Endgame Volume I_ The Problem of Civilization - Derrick Jensen [46]
Jane Caputi 118
I THINK FOR THE MOST PART IT’S NOT ONLY ABUSERS WHO DON’T change. Most of us don’t. Sure, sometimes somebody or another may have an epiphany, like Saul of Tarsus did in the Bible. But let’s be honest about that one, too: after he saw the light of God and got knocked off his ass, he may have changed his name to Paul, but he was still a domineering asshole. It’s just that now instead of persecuting Christians he used Christianity as a vessel for his pre-existing rigidity, making certain the reasonably new religion mirrored his hierarchical perception of the world.
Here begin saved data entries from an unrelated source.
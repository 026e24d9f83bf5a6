// Orchestration types - lifecycle states, status reports and time-sync messages

mod messages;
mod state;
mod status;
pub mod transition;

pub use messages::{
    EndpointAddress, EndpointId, Envelope, ParticipantCommand, ParticipantCommandKind,
    ParticipantConnectionInformation, QuantumGrant, QuantumRequest, QuantumRequestStatus,
    SyncMessage, SystemCommand, SystemCommandKind, Tick, TickDone, WorkflowConfiguration,
};
pub use state::{ParticipantState, SystemState};
pub use status::ParticipantStatus;
pub use transition::{is_valid_transition, validate_transition, TransitionViolation};
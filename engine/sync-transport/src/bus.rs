//! In-process bus: one crossbeam mailbox per attached participant.

use std::collections::{BTreeMap, BTreeSet, HashMap};
use std::sync::Arc;

use crossbeam::channel::{self, Receiver, Sender};
use orchestration_types::{
    EndpointAddress, EndpointId, Envelope, ParticipantConnectionInformation, SyncMessage,
};
use parking_lot::Mutex;

use crate::config::{BusConfig, DeliveryMode};
use crate::error::TransportError;
use crate::transport::{ConnectionEvents, ConnectionHandler, DeliveryContinuation, Target, Transport};

/// Entry in the bus journal
#[derive(Debug, Clone, PartialEq)]
pub enum JournalEvent {
    Sent { seq: u64, from: EndpointAddress, target: Target, message: SyncMessage },
    DeliveryConfirmed { seq: u64, participant: String },
}

impl JournalEvent {
    pub fn seq(&self) -> u64 {
        match self {
            JournalEvent::Sent { seq, .. } | JournalEvent::DeliveryConfirmed { seq, .. } => *seq,
        }
    }
}

struct Mailbox {
    address: EndpointAddress,
    sender: Sender<Envelope>,
}

#[derive(Default)]
struct BusState {
    mailboxes: BTreeMap<String, Mailbox>,
    outstanding: HashMap<String, usize>,
    waiting: HashMap<String, Vec<DeliveryContinuation>>,
    journal: Vec<JournalEvent>,
    next_seq: u64,
    next_endpoint: EndpointId,
}

impl BusState {
    fn next_seq(&mut self) -> u64 {
        let seq = self.next_seq;
        self.next_seq += 1;
        seq
    }
}

struct BusShared {
    config: BusConfig,
    state: Mutex<BusState>,
    connected_handlers: Mutex<Vec<ConnectionHandler>>,
    disconnected_handlers: Mutex<Vec<ConnectionHandler>>,
}

/// In-memory message bus shared by every participant of a process
#[derive(Clone)]
pub struct InMemoryBus {
    shared: Arc<BusShared>,
}

impl InMemoryBus {
    pub fn new(config: BusConfig) -> Self {
        Self {
            shared: Arc::new(BusShared {
                config,
                state: Mutex::new(BusState::default()),
                connected_handlers: Mutex::new(Vec::new()),
                disconnected_handlers: Mutex::new(Vec::new()),
            }),
        }
    }

    pub fn config(&self) -> &BusConfig {
        &self.shared.config
    }

    /// Create a mailbox for `name` and announce the connection
    pub fn attach(
        &self,
        name: impl Into<String>,
    ) -> Result<(BusEndpoint, Receiver<Envelope>), TransportError> {
        let name = name.into();
        let (tx, rx) = channel::unbounded();

        let address = {
            let mut state = self.shared.state.lock();
            if state.mailboxes.contains_key(&name) {
                return Err(TransportError::AlreadyAttached(name));
            }
            let address = EndpointAddress::new(name.clone(), state.next_endpoint);
            state.next_endpoint += 1;
            state.mailboxes.insert(name.clone(), Mailbox { address: address.clone(), sender: tx });
            address
        };

        tracing::debug!(participant = %name, address = %address, "Participant attached to bus");

        let info = ParticipantConnectionInformation { participant_name: name, address: address.clone() };
        let handlers = self.shared.connected_handlers.lock().clone();
        for handler in handlers {
            handler(&info);
        }

        Ok((BusEndpoint { shared: self.shared.clone(), address }, rx))
    }

    /// Drop the mailbox of `name` and announce the disconnect. Pending
    /// delivery continuations of that endpoint are discarded.
    pub fn detach(&self, name: &str) -> bool {
        let removed = {
            let mut state = self.shared.state.lock();
            let removed = state.mailboxes.remove(name);
            state.outstanding.remove(name);
            if let Some(dropped) = state.waiting.remove(name) {
                if !dropped.is_empty() {
                    tracing::warn!(
                        participant = name,
                        "Discarding {} pending delivery continuations on detach",
                        dropped.len()
                    );
                }
            }
            removed
        };

        let Some(mailbox) = removed else {
            return false;
        };

        tracing::debug!(participant = name, "Participant detached from bus");

        let info = ParticipantConnectionInformation {
            participant_name: name.to_string(),
            address: mailbox.address,
        };
        let handlers = self.shared.disconnected_handlers.lock().clone();
        for handler in handlers {
            handler(&info);
        }
        true
    }

    pub fn is_attached(&self, name: &str) -> bool {
        self.shared.state.lock().mailboxes.contains_key(name)
    }

    pub fn attached_participants(&self) -> Vec<String> {
        self.shared.state.lock().mailboxes.keys().cloned().collect()
    }

    /// Number of unconfirmed sends from `name`
    pub fn outstanding(&self, name: &str) -> usize {
        self.shared.state.lock().outstanding.get(name).copied().unwrap_or(0)
    }

    /// Mark every send from `name` as delivered and run its continuations
    pub fn confirm_deliveries(&self, name: &str) {
        self.shared.confirm(name);
    }

    pub fn confirm_all_deliveries(&self) {
        let names: BTreeSet<String> = {
            let state = self.shared.state.lock();
            state.outstanding.keys().chain(state.waiting.keys()).cloned().collect()
        };
        for name in names {
            self.shared.confirm(&name);
        }
    }

    pub fn journal(&self) -> Vec<JournalEvent> {
        self.shared.state.lock().journal.clone()
    }

    /// Journaled sends only, in send order
    pub fn sent_messages(&self) -> Vec<(EndpointAddress, SyncMessage)> {
        self.shared
            .state
            .lock()
            .journal
            .iter()
            .filter_map(|event| match event {
                JournalEvent::Sent { from, message, .. } => Some((from.clone(), message.clone())),
                JournalEvent::DeliveryConfirmed { .. } => None,
            })
            .collect()
    }

    pub fn clear_journal(&self) {
        self.shared.state.lock().journal.clear();
    }
}

impl ConnectionEvents for InMemoryBus {
    fn on_participant_connected(&self, handler: ConnectionHandler) {
        self.shared.connected_handlers.lock().push(handler);
    }

    fn on_participant_disconnected(&self, handler: ConnectionHandler) {
        self.shared.disconnected_handlers.lock().push(handler);
    }
}

impl BusShared {
    fn send(
        &self,
        from: &EndpointAddress,
        target: Target,
        message: SyncMessage,
    ) -> Result<(), TransportError> {
        let mut state = self.state.lock();
        if !state.mailboxes.contains_key(&from.participant) {
            return Err(TransportError::Detached(from.participant.clone()));
        }

        let recipients: Vec<Sender<Envelope>> = match &target {
            Target::Broadcast => state
                .mailboxes
                .iter()
                .filter(|(name, _)| **name != from.participant)
                .map(|(_, mailbox)| mailbox.sender.clone())
                .collect(),
            Target::Participant(name) => match state.mailboxes.get(name) {
                Some(mailbox) => vec![mailbox.sender.clone()],
                None => return Err(TransportError::UnknownParticipant(name.clone())),
            },
        };

        tracing::trace!(
            from = %from,
            kind = message.kind_name(),
            recipients = recipients.len(),
            "Sending message"
        );

        if self.config.journal_enabled {
            let seq = state.next_seq();
            state.journal.push(JournalEvent::Sent {
                seq,
                from: from.clone(),
                target,
                message: message.clone(),
            });
        }

        let envelope = Envelope::new(from.clone(), message);
        for recipient in recipients {
            // A dropped receiver belongs to a participant that already finished
            let _ = recipient.send(envelope.clone());
        }

        if self.config.delivery_mode == DeliveryMode::Deferred {
            *state.outstanding.entry(from.participant.clone()).or_insert(0) += 1;
        }
        Ok(())
    }

    fn park(&self, from: &EndpointAddress, continuation: DeliveryContinuation) {
        let run_now = {
            let mut state = self.state.lock();
            let outstanding = state.outstanding.get(&from.participant).copied().unwrap_or(0);
            if outstanding == 0 {
                Some(continuation)
            } else {
                state.waiting.entry(from.participant.clone()).or_default().push(continuation);
                None
            }
        };

        if let Some(continuation) = run_now {
            continuation();
        }
    }

    fn confirm(&self, name: &str) {
        let continuations = {
            let mut state = self.state.lock();
            state.outstanding.remove(name);
            if self.config.journal_enabled {
                let seq = state.next_seq();
                state
                    .journal
                    .push(JournalEvent::DeliveryConfirmed { seq, participant: name.to_string() });
            }
            state.waiting.remove(name).unwrap_or_default()
        };

        for continuation in continuations {
            continuation();
        }
    }
}

/// A participant's handle on the bus
#[derive(Clone)]
pub struct BusEndpoint {
    shared: Arc<BusShared>,
    address: EndpointAddress,
}

impl Transport for BusEndpoint {
    fn local_address(&self) -> &EndpointAddress {
        &self.address
    }

    fn send(&self, target: Target, message: SyncMessage) -> Result<(), TransportError> {
        self.shared.send(&self.address, target, message)
    }

    fn on_all_messages_delivered(&self, continuation: DeliveryContinuation) {
        self.shared.park(&self.address, continuation);
    }
}
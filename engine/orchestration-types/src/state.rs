use core::fmt;
use serde::{Deserialize, Serialize};

/// Lifecycle state of a single participant
#[repr(u8)]
#[derive(Clone, Copy, Debug, Default, Eq, PartialEq, Ord, PartialOrd, Hash, Serialize, Deserialize)]
pub enum ParticipantState {
    #[default]
    Invalid = 0,
    ServicesCreated = 10,
    CommunicationInitializing = 20,
    CommunicationInitialized = 30,
    ReadyToRun = 40,
    Running = 50,
    Paused = 60,
    Stopping = 70,
    Stopped = 80,
    Error = 90,
    ShuttingDown = 100,
    Shutdown = 110,
    Aborting = 120,
}

impl ParticipantState {
    pub const ALL: [ParticipantState; 13] = [
        ParticipantState::Invalid,
        ParticipantState::ServicesCreated,
        ParticipantState::CommunicationInitializing,
        ParticipantState::CommunicationInitialized,
        ParticipantState::ReadyToRun,
        ParticipantState::Running,
        ParticipantState::Paused,
        ParticipantState::Stopping,
        ParticipantState::Stopped,
        ParticipantState::Error,
        ParticipantState::ShuttingDown,
        ParticipantState::Shutdown,
        ParticipantState::Aborting,
    ];

    /// No transition leaves a terminal state
    pub fn is_terminal(&self) -> bool {
        matches!(self, ParticipantState::Shutdown | ParticipantState::Aborting)
    }

    pub fn as_str(&self) -> &'static str {
        match self {
            ParticipantState::Invalid => "Invalid",
            ParticipantState::ServicesCreated => "ServicesCreated",
            ParticipantState::CommunicationInitializing => "CommunicationInitializing",
            ParticipantState::CommunicationInitialized => "CommunicationInitialized",
            ParticipantState::ReadyToRun => "ReadyToRun",
            ParticipantState::Running => "Running",
            ParticipantState::Paused => "Paused",
            ParticipantState::Stopping => "Stopping",
            ParticipantState::Stopped => "Stopped",
            ParticipantState::Error => "Error",
            ParticipantState::ShuttingDown => "ShuttingDown",
            ParticipantState::Shutdown => "Shutdown",
            ParticipantState::Aborting => "Aborting",
        }
    }
}

impl fmt::Display for ParticipantState {
    fn fmt(&self, f: &mut fmt::Formatter<'_>) -> fmt::Result {
        write!(f, "ParticipantState::{}", self.as_str())
    }
}

/// Global state derived from the states of all required participants
#[repr(u8)]
#[derive(Clone, Copy, Debug, Default, Eq, PartialEq, Ord, PartialOrd, Hash, Serialize, Deserialize)]
pub enum SystemState {
    #[default]
    Invalid = 0,
    ServicesCreated = 10,
    CommunicationInitializing = 20,
    CommunicationInitialized = 30,
    ReadyToRun = 40,
    Running = 50,
    Paused = 60,
    Stopping = 70,
    Stopped = 80,
    Error = 90,
    ShuttingDown = 100,
    Shutdown = 110,
    Aborting = 120,
}

impl SystemState {
    pub fn as_str(&self) -> &'static str {
        match self {
            SystemState::Invalid => "Invalid",
            SystemState::ServicesCreated => "ServicesCreated",
            SystemState::CommunicationInitializing => "CommunicationInitializing",
            SystemState::CommunicationInitialized => "CommunicationInitialized",
            SystemState::ReadyToRun => "ReadyToRun",
            SystemState::Running => "Running",
            SystemState::Paused => "Paused",
            SystemState::Stopping => "Stopping",
            SystemState::Stopped => "Stopped",
            SystemState::Error => "Error",
            SystemState::ShuttingDown => "ShuttingDown",
            SystemState::Shutdown => "Shutdown",
            SystemState::Aborting => "Aborting",
        }
    }
}

impl fmt::Display for SystemState {
    fn fmt(&self, f: &mut fmt::Formatter<'_>) -> fmt::Result {
        write!(f, "SystemState::{}", self.as_str())
    }
}
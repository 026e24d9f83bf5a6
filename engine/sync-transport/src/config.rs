//! Configuration for the in-memory bus

use serde::{Deserialize, Serialize};

/// When sends count as delivered
#[derive(Debug, Clone, Copy, Default, PartialEq, Eq, Serialize, Deserialize)]
pub enum DeliveryMode {
    /// A send is delivered as soon as it reaches the mailbox
    #[default]
    Immediate,
    /// Sends stay outstanding until explicitly confirmed
    Deferred,
}

#[derive(Debug, Clone, Default, Serialize, Deserialize)]
pub struct BusConfig {
    pub delivery_mode: DeliveryMode,

    /// Record every send and delivery confirmation
    pub journal_enabled: bool,
}

impl BusConfig {
    pub fn deferred() -> Self {
        Self { delivery_mode: DeliveryMode::Deferred, journal_enabled: true }
    }

    pub fn journaled() -> Self {
        Self { delivery_mode: DeliveryMode::Immediate, journal_enabled: true }
    }
}
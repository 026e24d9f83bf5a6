//! User callbacks and the boundary that contains their failures

use std::any::Any;
use std::panic::{catch_unwind, AssertUnwindSafe};
use std::time::Duration;

use orchestration_types::ParticipantCommand;
use thiserror::Error;

/// Failure reported by a user callback
#[derive(Error, Debug, Clone, PartialEq, Eq)]
#[error("{0}")]
pub struct HandlerError(String);

impl HandlerError {
    pub fn new(message: impl Into<String>) -> Self {
        Self(message.into())
    }

    pub fn message(&self) -> &str {
        &self.0
    }
}

impl From<String> for HandlerError {
    fn from(message: String) -> Self {
        Self(message)
    }
}

impl From<&str> for HandlerError {
    fn from(message: &str) -> Self {
        Self(message.to_string())
    }
}

/// Called with the current simulation time and step duration
pub type SimulationStep = Box<dyn FnMut(Duration, Duration) + Send>;

pub type InitHandler = Box<dyn FnMut(&ParticipantCommand) -> Result<(), HandlerError> + Send>;

pub type StopHandler = Box<dyn FnMut() -> Result<(), HandlerError> + Send>;

pub type ShutdownHandler = Box<dyn FnMut() -> Result<(), HandlerError> + Send>;

/// Result of running a callback inside the panic boundary
#[derive(Debug, Clone, PartialEq, Eq)]
pub(crate) enum HandlerOutcome {
    Completed,
    Failed(String),
    Panicked(String),
}

pub(crate) fn invoke_guarded<F>(handler: F) -> HandlerOutcome
where
    F: FnOnce() -> Result<(), HandlerError>,
{
    match catch_unwind(AssertUnwindSafe(handler)) {
        Ok(Ok(())) => HandlerOutcome::Completed,
        Ok(Err(e)) => HandlerOutcome::Failed(e.to_string()),
        Err(payload) => HandlerOutcome::Panicked(panic_message(payload.as_ref())),
    }
}

fn panic_message(payload: &(dyn Any + Send)) -> String {
    if let Some(message) = payload.downcast_ref::<&str>() {
        (*message).to_string()
    } else if let Some(message) = payload.downcast_ref::<String>() {
        message.clone()
    } else {
        "unknown panic payload".to_string()
    }
}

#[cfg(test)]
mod tests {
    use super::*;

    #[test]
    fn completed_handler() {
        assert_eq!(invoke_guarded(|| Ok(())), HandlerOutcome::Completed);
    }

    #[test]
    fn failed_handler_keeps_message() {
        let outcome = invoke_guarded(|| Err(HandlerError::new("disk full")));
        assert_eq!(outcome, HandlerOutcome::Failed("disk full".to_string()));
    }

    #[test]
    fn panicking_handler_is_contained() {
        let outcome = invoke_guarded(|| panic!("boom"));
        assert_eq!(outcome, HandlerOutcome::Panicked("boom".to_string()));

        let code = 7;
        let outcome = invoke_guarded(|| panic!("failed with code {code}"));
        assert_eq!(outcome, HandlerOutcome::Panicked("failed with code 7".to_string()));
    }
}
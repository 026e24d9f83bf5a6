//! # ParticipantController
//!
//! Lifecycle engine for a single simulation participant.
//!
//! The controller owns the participant's state machine, reacts to system and
//! participant commands, and paces the user's simulation step against either
//! broadcast ticks or individually granted time quanta. Every transition is
//! published as a [`ParticipantStatus`] over the participant's transport.

pub mod config;
pub mod controller;
pub mod error;
pub mod handlers;
pub mod metrics;
pub mod strategy;

#[cfg(test)]
mod tests;


pub use config::{ParticipantConfig, PerformanceConfig, SyncPolicy};
pub use controller::{FinalState, ParticipantController};
pub use error::{ConfigError, ParticipantError};
pub use handlers::{HandlerError, InitHandler, ShutdownHandler, SimulationStep, StopHandler};
pub use metrics::{PerformanceStats, StepPerformance};
pub use strategy::TimeStepStrategy;

/// Re-export commonly used types
pub use orchestration_types::{ParticipantCommand, ParticipantState, ParticipantStatus};

/// Current version of the ParticipantController
pub const VERSION: &str = env!("CARGO_PKG_VERSION");

/// Default step period (1ms)
pub const DEFAULT_PERIOD_NS: u64 = 1_000_000;

/// Default number of steps between performance log lines (0 disables)
pub const DEFAULT_PERFORMANCE_LOG_INTERVAL_STEPS: u64 = 0;
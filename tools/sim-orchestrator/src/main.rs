mod scenario;

use anyhow::{bail, Result};
use clap::{Parser, Subcommand, ValueEnum};
use colored::*;
use participant_controller::{SyncPolicy, TimeStepStrategy};
use scenario::{Scenario, ScenarioReport};
use std::path::PathBuf;
use std::time::Duration;
use system_controller::CoordinatorConfig;
use tracing_subscriber::EnvFilter;

#[derive(Parser)]
#[command(name = "sim-orchestrator")]
#[command(about = "Run a simulation lifecycle over the in-memory bus")]
#[command(version = "0.1.0")]
struct Cli {
    /// Log filter used when RUST_LOG is not set
    #[arg(long, global = true, default_value = "info")]
    log_level: String,

    #[command(subcommand)]
    command: Commands,
}

#[derive(Clone, Copy, ValueEnum)]
enum Strategy {
    Tick,
    Quantum,
}

#[derive(Subcommand)]
enum Commands {
    /// Run a complete Run/Stop/Shutdown lifecycle
    Run {
        /// Required participants, comma separated
        #[arg(short, long, value_delimiter = ',', default_value = "A,B")]
        participants: Vec<String>,

        /// How participants advance simulation time
        #[arg(short, long, value_enum, default_value = "tick")]
        strategy: Strategy,

        /// Number of ticks before the run is stopped
        #[arg(short, long, default_value = "10")]
        ticks: u64,

        /// Simulation time per tick or quantum in microseconds
        #[arg(long, default_value = "1000")]
        period_us: u64,

        /// Reject quanta ending after this simulation time (quantum strategy)
        #[arg(long, default_value = "10")]
        horizon_ms: u64,

        /// Send step completions only after earlier messages were delivered
        #[arg(long)]
        strict: bool,

        /// Upper bound of random simulated work per step in microseconds
        #[arg(long, default_value = "0")]
        jitter_us: u64,

        /// Warn about steps running longer than this
        #[arg(long)]
        soft_limit_ms: Option<u64>,

        /// Abort the simulation after this many seconds
        #[arg(long, default_value = "30")]
        timeout_secs: u64,

        /// Coordinator configuration file; overrides participants, ticks, period and horizon
        #[arg(short, long)]
        config: Option<PathBuf>,

        /// Print the report as JSON
        #[arg(long)]
        json: bool,
    },

    /// Write a default coordinator configuration
    InitConfig {
        #[arg(short, long, default_value = "coordinator.toml")]
        output: PathBuf,
    },
}

fn main() -> Result<()> {
    let cli = Cli::parse();

    let filter = EnvFilter::try_from_default_env().unwrap_or_else(|_| EnvFilter::new(&cli.log_level));
    tracing_subscriber::fmt().with_env_filter(filter).with_thread_names(true).init();

    match cli.command {
        Commands::Run {
            participants,
            strategy,
            ticks,
            period_us,
            horizon_ms,
            strict,
            jitter_us,
            soft_limit_ms,
            timeout_secs,
            config,
            json,
        } => {
            let coordinator = match config {
                Some(path) => CoordinatorConfig::from_file(&path)?,
                None => {
                    let mut coordinator = CoordinatorConfig {
                        required_participants: participants,
                        ..CoordinatorConfig::default()
                    };
                    coordinator.tick_master.tick_limit = Some(ticks);
                    coordinator.tick_master.period = Duration::from_micros(period_us);
                    coordinator.arbiter.horizon = Some(Duration::from_millis(horizon_ms));
                    coordinator
                }
            };

            let strategy = match strategy {
                Strategy::Tick => TimeStepStrategy::TickDriven,
                Strategy::Quantum => TimeStepStrategy::QuantumDriven,
            };
            if strategy == TimeStepStrategy::QuantumDriven && coordinator.arbiter.horizon.is_none() {
                bail!("the quantum strategy needs an arbiter horizon to end the run");
            }

            let scenario = Scenario {
                coordinator,
                strategy,
                sync_policy: if strict { SyncPolicy::Strict } else { SyncPolicy::Loose },
                step_jitter: Duration::from_micros(jitter_us),
                exec_time_limit_soft_ms: soft_limit_ms,
                timeout: Duration::from_secs(timeout_secs),
            };

            println!("{}", "Starting simulation".cyan().bold());
            println!("  Participants: {}", scenario.coordinator.required_participants.join(", "));
            println!("  Strategy: {}", scenario.strategy);
            println!("  Period: {:?}", scenario.coordinator.tick_master.period);
            println!();

            let report = scenario::run(&scenario)?;
            if json {
                println!("{}", serde_json::to_string_pretty(&report)?);
            } else {
                print_report(&report);
            }
        }
        Commands::InitConfig { output } => {
            let config = CoordinatorConfig {
                required_participants: vec!["A".to_string(), "B".to_string()],
                ..CoordinatorConfig::default()
            };
            config.to_file(&output)?;
            println!("{} {}", "Wrote".green(), output.display());
        }
    }

    Ok(())
}

fn print_report(report: &ScenarioReport) {
    let state = if report.system_state.ends_with("Shutdown") {
        report.system_state.green().bold()
    } else {
        report.system_state.red().bold()
    };
    println!("{} {}", "System state:".bold(), state);
    println!("  Path: {}", report.system_states.join(" -> ").dimmed());
    println!(
        "  Ticks: {}  Quanta granted: {}  rejected: {}",
        report.ticks_sent, report.quanta_granted, report.quanta_rejected
    );
    if report.invalid_transitions > 0 {
        println!("  {} {}", "Invalid transitions:".yellow(), report.invalid_transitions);
    }
    println!("  Wall time: {}ms (finished {})", report.wall_time_ms, report.finished_at);
    println!();

    println!("    {}", "Participant | State | Steps | Sim time | Avg step".dimmed());
    for participant in &report.participants {
        println!(
            "    {} | {} | {} | {:?} | {}ns",
            participant.name.yellow(),
            participant.final_state,
            participant.steps,
            Duration::from_nanos(participant.sim_time_ns as u64),
            participant.performance.exec_avg_ns
        );
    }
}
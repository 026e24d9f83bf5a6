use crate::derivation::derive;
use orchestration_types::{ParticipantState, ParticipantStatus, SystemState};
use std::collections::{BTreeMap, BTreeSet};

/// Last known status of every participant plus the derived system state
///
/// Every stored status and every system state change gets a sequence number
/// so notifications sent after the lock is released can be ordered.
#[derive(Debug, Default)]
pub struct StatusRegistry {
    statuses: BTreeMap<String, ParticipantStatus>,
    sequences: BTreeMap<String, u64>,
    next_sequence: u64,
    required: BTreeSet<String>,
    system_state: SystemState,
    system_state_generation: u64,
}

impl StatusRegistry {
    pub fn new() -> Self {
        Self::default()
    }

    pub fn system_state(&self) -> SystemState {
        self.system_state
    }

    /// Bumped on every system state change, 0 while still `Invalid`
    pub fn system_state_generation(&self) -> u64 {
        self.system_state_generation
    }

    pub fn get(&self, name: &str) -> Option<&ParticipantStatus> {
        self.statuses.get(name)
    }

    /// State of `name`, inserting an `Invalid` placeholder for unknown names
    pub fn state_or_insert(&mut self, name: &str) -> ParticipantState {
        self.statuses
            .entry(name.to_string())
            .or_insert_with(|| ParticipantStatus::unknown(name))
            .state
    }

    /// Store `status` and return its sequence number
    pub fn store(&mut self, status: ParticipantStatus) -> u64 {
        self.next_sequence += 1;
        let sequence = self.next_sequence;
        self.sequences.insert(status.participant_name.clone(), sequence);
        self.statuses.insert(status.participant_name.clone(), status);
        sequence
    }

    pub fn remove(&mut self, name: &str) -> Option<ParticipantStatus> {
        self.sequences.remove(name);
        self.statuses.remove(name)
    }

    pub fn statuses(&self) -> impl Iterator<Item = &ParticipantStatus> {
        self.statuses.values()
    }

    /// Stored statuses with the sequence number they were stored under.
    /// Placeholders that were never stored carry 0.
    pub fn sequenced_statuses(&self) -> impl Iterator<Item = (&ParticipantStatus, u64)> {
        self.statuses.iter().map(move |(name, status)| {
            (status, self.sequences.get(name).copied().unwrap_or_default())
        })
    }

    pub fn required(&self) -> &BTreeSet<String> {
        &self.required
    }

    pub fn is_required(&self, name: &str) -> bool {
        self.required.contains(name)
    }

    pub fn set_required(&mut self, required: BTreeSet<String>) {
        self.required = required;
    }

    pub fn all_required_known(&self) -> bool {
        self.required.iter().all(|name| self.statuses.contains_key(name))
    }

    /// Re-derive the system state after `name` entered `state`. Non-required
    /// participants never affect it.
    pub fn update_system_state(&mut self, name: &str, state: ParticipantState) {
        if !self.is_required(name) {
            return;
        }

        let required_states =
            self.required.iter().map(|name| self.statuses.get(name).map(|status| status.state));
        if let Some(system_state) = derive(state, required_states) {
            if system_state != self.system_state {
                self.system_state = system_state;
                self.system_state_generation += 1;
            }
        }
    }
}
Most often, change, at least on a social level, occurs the way Max Planck described it: “A new scientific truth does not triumph by convincing its opponents and making them see the light, but rather because its opponents eventually die, and a new generation grows up that is familiar with it.”119 Years ago I read Oswald Spengler’s Decline of the West. It’s a long book, from which I really remember only one image. I think Spengler would be pleased at which one. A culture is like a plant growing in a particular soil. When the soil is exhausted—presuming a closed system (i.e., the soil isn’t being replenished)—the plant dies. Cultures—or at least historical (as opposed to cyclical) cultures—are the same. The Roman Empire exhausted its possibilities (both physical, in terms of resources, and psychic or spiritual), then hung on decadent—I mean this in its deeper sense of decaying, although the meaning having to do with debauchery works, too—for a thousand years. Other empires are the same. The British Empire. The American Empire. Civilization itself has continued to grow by expanding the zone from which it takes resources. The plant has gotten pretty big, but at the cost of a lot of dead soil.
I think the exhausted soil metaphor works for individuals, too: they don’t generally change until they’ve exhausted the possibilities of their previous way of being.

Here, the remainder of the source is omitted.